I believe Apple didn’t put NFC in the 5s because they thought that they could launch Beacons without the Network’s support.  When launched all iPhones will be able to take advantage (only BLE H/W dependency).

4 thoughts on “Apple… Payment via BLE/Beacons will still happen (but when is issue)”

  1. Completely agree, there is no money here for Apple to make from enabling and supporting payments in the iPhone specifically. It will come from the services Apple and/or from others paying Apple to engage the consumer as part of the commerce experience that Apple will deliver.

    I don’t think having the Cards on File (COF) is worth anything for physical mobile payments because those credentials are essentially worthless for use with Contactless EMV.

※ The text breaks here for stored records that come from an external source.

//! Data loaded from `%file`, and the context taken from it with `%next`.

use crate::error::{Error, Result};
use std::mem;

/// Widest number that can be decoded from the context.
pub const MAX_WIDTH: usize = 6;

#[derive(Default, Debug)]
pub struct Buffers {
    data: Vec<u8>,
    context: Vec<u8>,
}

impl Buffers {
    pub fn new() -> Self {
        Self::default()
    }

    /// Bytes not taken yet with `next`.
    pub fn data(&self) -> &[u8] {
        &self.data
    }

    /// Bytes addressed by the numeric directives.
    pub fn context(&self) -> &[u8] {
        &self.context
    }

    /// Replace the pending data. The context is not modified.
    pub fn load(&mut self, data: Vec<u8>) {
        self.data = data;
    }

    /// Move the first `count` bytes of the pending data to the context.
    pub fn next(&mut self, count: i64) -> Result<()> {
        let available = self.data.len();
        let count = match usize::try_from(count) {
            Ok(c) if c <= available => c,
            _ => {
                return Err(Error::NextPastEnd {
                    requested: count,
                    available,
                })
            }
        };

        let rest = self.data.split_off(count);
        self.context = mem::replace(&mut self.data, rest);
        Ok(())
    }

    /// Fails if there is pending data.
    pub fn ensure_empty(&self) -> Result<()> {
        if self.data.is_empty() {
            Ok(())
        } else {
            Err(Error::LeftoverData(self.data.clone()))
        }
    }
}

/// Decode `width` bytes of `context`, starting at `index`.
///
/// The byte at `index` is the least significant one, so spans are always
/// read as little-endian numbers.
pub fn number(context: &[u8], index: usize, width: usize) -> Result<u64> {
    debug_assert!(width <= MAX_WIDTH);

    let bytes = index
        .checked_add(width)
        .and_then(|end| context.get(index..end))
        .ok_or(Error::OutOfContext {
            index,
            width,
            len: context.len(),
        })?;

    Ok(bytes
        .iter()
        .enumerate()
        .fold(0, |value, (n, byte)| value | u64::from(*byte) << (8 * n)))
}

/// Byte at `index` of `context`.
pub fn byte(context: &[u8], index: usize) -> Result<u8> {
    context.get(index).copied().ok_or(Error::OutOfContext {
        index,
        width: 1,
        len: context.len(),
    })
}

/// Byte at `offset` from the end of `context`. `1` is the last byte.
pub fn byte_from_end(context: &[u8], offset: usize) -> Result<u8> {
    context
        .len()
        .checked_sub(offset)
        .filter(|_| offset > 0)
        .map(|index| context[index])
        .ok_or(Error::FromEndOutOfContext {
            offset,
            len: context.len(),
        })
}

#[cfg(test)]
mod tests {
    use super::*;

    #[test]
    fn little_endian_numbers() {
        let context = [0x01, 0x02, 0x03, 0x04, 0x05, 0x06, 0x07];

        assert_eq!(number(&context, 0, 1).unwrap(), 0x01);
        assert_eq!(number(&context, 0, 2).unwrap(), 0x0201);
        assert_eq!(number(&context, 1, 3).unwrap(), 0x040302);
        assert_eq!(number(&context, 3, 4).unwrap(), 0x07060504);
        assert_eq!(number(&context, 1, 5).unwrap(), 0x0605040302);
        assert_eq!(number(&context, 0, 6).unwrap(), 0x060504030201);
        assert_eq!(number(&context, 1, 6).unwrap(), 0x070605040302);
        assert_eq!(number(&[0xff; 6], 0, 6).unwrap(), (1 << 48) - 1);
    }

    #[test]
    fn numbers_outside_of_context() {
        let context = [0xAA, 0xBB];

        assert!(matches!(
            number(&context, 1, 2),
            Err(Error::OutOfContext {
                index: 1,
                width: 2,
                len: 2
            })
        ));

        assert!(number(&context, 2, 1).is_err());
        assert!(number(&context, usize::MAX, 2).is_err());
        assert!(number(&[], 0, 1).is_err());
    }

    #[test]
    fn single_bytes() {
        let context = [0x11, 0x22];

        assert_eq!(byte(&context, 1).unwrap(), 0x22);
        assert!(matches!(
            byte(&context, 2),
            Err(Error::OutOfContext {
                index: 2,
                width: 1,
                len: 2
            })
        ));
    }

    #[test]
    fn bytes_from_end() {
        let context = [0x11, 0x22, 0x33];

        assert_eq!(byte_from_end(&context, 1).unwrap(), 0x33);
        assert_eq!(byte_from_end(&context, 3).unwrap(), 0x11);
        assert!(matches!(
            byte_from_end(&context, 0),
            Err(Error::FromEndOutOfContext { offset: 0, len: 3 })
        ));
        assert!(byte_from_end(&context, 4).is_err());
    }

    #[test]
    fn take_context_from_data() {
        let mut buffers = Buffers::new();
        buffers.load(vec![1, 2, 3, 4, 5]);

        buffers.next(2).unwrap();
        assert_eq!(buffers.context(), &[1, 2]);
        assert_eq!(buffers.data(), &[3, 4, 5]);

        buffers.next(0).unwrap();
        assert_eq!(buffers.context(), &[] as &[u8]);

        buffers.next(3).unwrap();
        assert_eq!(buffers.context(), &[3, 4, 5]);
        assert!(buffers.ensure_empty().is_ok());
    }

    #[test]
    fn next_past_end() {
        let mut buffers = Buffers::new();
        buffers.load(vec![1, 2]);

        assert!(matches!(
            buffers.next(3),
            Err(Error::NextPastEnd {
                requested: 3,
                available: 2
            })
        ));

        assert!(matches!(buffers.next(-1), Err(Error::NextPastEnd { .. })));

        // Nothing was taken.
        assert_eq!(buffers.data(), &[1, 2]);
    }

    #[test]
    fn leftover_data() {
        let mut buffers = Buffers::new();
        buffers.load(vec![9, 8, 7]);
        buffers.next(1).unwrap();

        match buffers.ensure_empty() {
            Err(e @ Error::LeftoverData(_)) => {
                assert_eq!(e.to_string(), "there are leftover bytes: [8, 7]")
            }
            r => panic!("{:?}", r),
        }
    }

    #[test]
    fn load_discards_pending_data() {
        let mut buffers = Buffers::new();
        buffers.load(vec![1, 2, 3]);
        buffers.next(1).unwrap();
        buffers.load(vec![4]);

        assert_eq!(buffers.data(), &[4]);
        assert_eq!(buffers.context(), &[1]);
    }
}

    I think Apple will be able to store multiple tokens for each individual card the consumer would like to put into their Apple Wallet.

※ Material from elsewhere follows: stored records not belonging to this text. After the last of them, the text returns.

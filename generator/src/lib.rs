//! Parse the `directives.spec` file and generate the dispatch table and the
//! documentation.

pub mod docs;
pub mod forms;
pub mod source;

#[derive(Default)]
pub struct DirectiveSpec {
    usage: String,
    description: String,
    action: String,
}

impl DirectiveSpec {
    /// Name of the command, as it has to appear after the `%` marker.
    ///
    /// It is the usage string up to the first placeholder, so `file <path>`
    /// has the name `"file "` and `{num}` has an empty name.
    pub fn name(&self) -> &str {
        let end = self.usage.find(['<', '{']).unwrap_or(self.usage.len());
        &self.usage[..end]
    }
}

pub struct DocumentationItem {
    pub specs: String,
    pub doc: String,

    /// `true` if the directive takes a `{num}` argument.
    pub numeric: bool,
}

impl From<&DirectiveSpec> for DocumentationItem {
    fn from(spec: &DirectiveSpec) -> Self {
        DocumentationItem {
            specs: format!("%{}", spec.usage),
            doc: spec.description.clone(),
            numeric: spec.usage.contains("{num}"),
        }
    }
}

#[test]
fn names_from_usage() {
    let spec = |usage: &str| DirectiveSpec {
        usage: usage.into(),
        ..Default::default()
    };

    assert_eq!(spec("file <path>").name(), "file ");
    assert_eq!(spec("empty").name(), "empty");
    assert_eq!(spec("dddd{num}").name(), "dddd");
    assert_eq!(spec("-{num}").name(), "-");
    assert_eq!(spec("{num}").name(), "");
}

#[cfg(test)]
fn generate(source: &str) -> Result<String, Box<dyn std::error::Error>> {
    let specs = source::parse_source(source.as_bytes())?;
    let mut output = vec![];
    forms::generate_forms(&mut output, &specs)?;
    Ok(String::from_utf8(output)?)
}

#[test]
fn longest_names_first() {
    let code = generate(
        "# header\n\
         :d{num}\n//! One byte.\nAction::One\n\n\
         :stop\nAction::Stop\n\
         :ddd{num}\n//! Three bytes.\nAction::Three\n",
    )
    .unwrap();

    let position = |name: &str| code.find(name).unwrap();
    assert!(position("\"stop\"") < position("\"ddd\""));
    assert!(position("\"ddd\"") < position("\"d\""));
    assert!(code.contains("Three"));
}

#[test]
fn reject_duplicated_names() {
    let error = generate(":dd{num}\nAction::A\n:dd<count>\nAction::B\n").unwrap_err();
    assert_eq!(error.to_string(), "conflicts: dd<count> - dd{num}");
}

#[test]
fn reject_missing_actions() {
    let error = generate(":empty\n//! No action.\n:stop\nAction::Stop\n").unwrap_err();
    assert_eq!(error.to_string(), "missing action for 'empty'");
}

    Each Contactless EMV Card requires Apple to store the User Derivation Key (UDK) for the EMV credentials and because they will leverage NFC or Contactless specifically there is an additional key needing to be stored to generate the dCVV. These keys required to generate the EMV cryptogram and to validate the cryptogram and the dCVV are held by Issuers and are typically not shared with V/MA.

    Now V/MC both have On-Behalf Of (OBO) services for EMV processing that they offer to Issuers, where Visa and MasterCard will generate the EMV keys and during an EMV transaction resolve them and pass only the results to the Issuers. The idea is to offer a quicker to market solution, or as an alternative for issuers who don’t want to upgrade their payment or core systems to handle the additional requirements of EMV. In one option, both V/MC support translating the EMV transaction all the way to a mag. stripe transaction. With that option, if the Issuer wasn’t engaged, they may not even realize that a transaction coming to them was sourced by credentials from V/MC pushed into Apple’s wallet and the Issuer would process it just same as any today.

    Pair the V/MC Provisioning services with the OBO and V/MC doesn’t need any additional involvement to make it work from a technology perspective. It would be a very bold move to pull this off solo, but the banks will be jumping on board anyway.

    With all of the above said, I still don’t understand how this works for Debit Cards because of Durbin’s requirement for multiple network choices OBO is worthless for Debit Issuers because the other “PIN” network would have to support this same process in some form so the merchant could have a routing choice.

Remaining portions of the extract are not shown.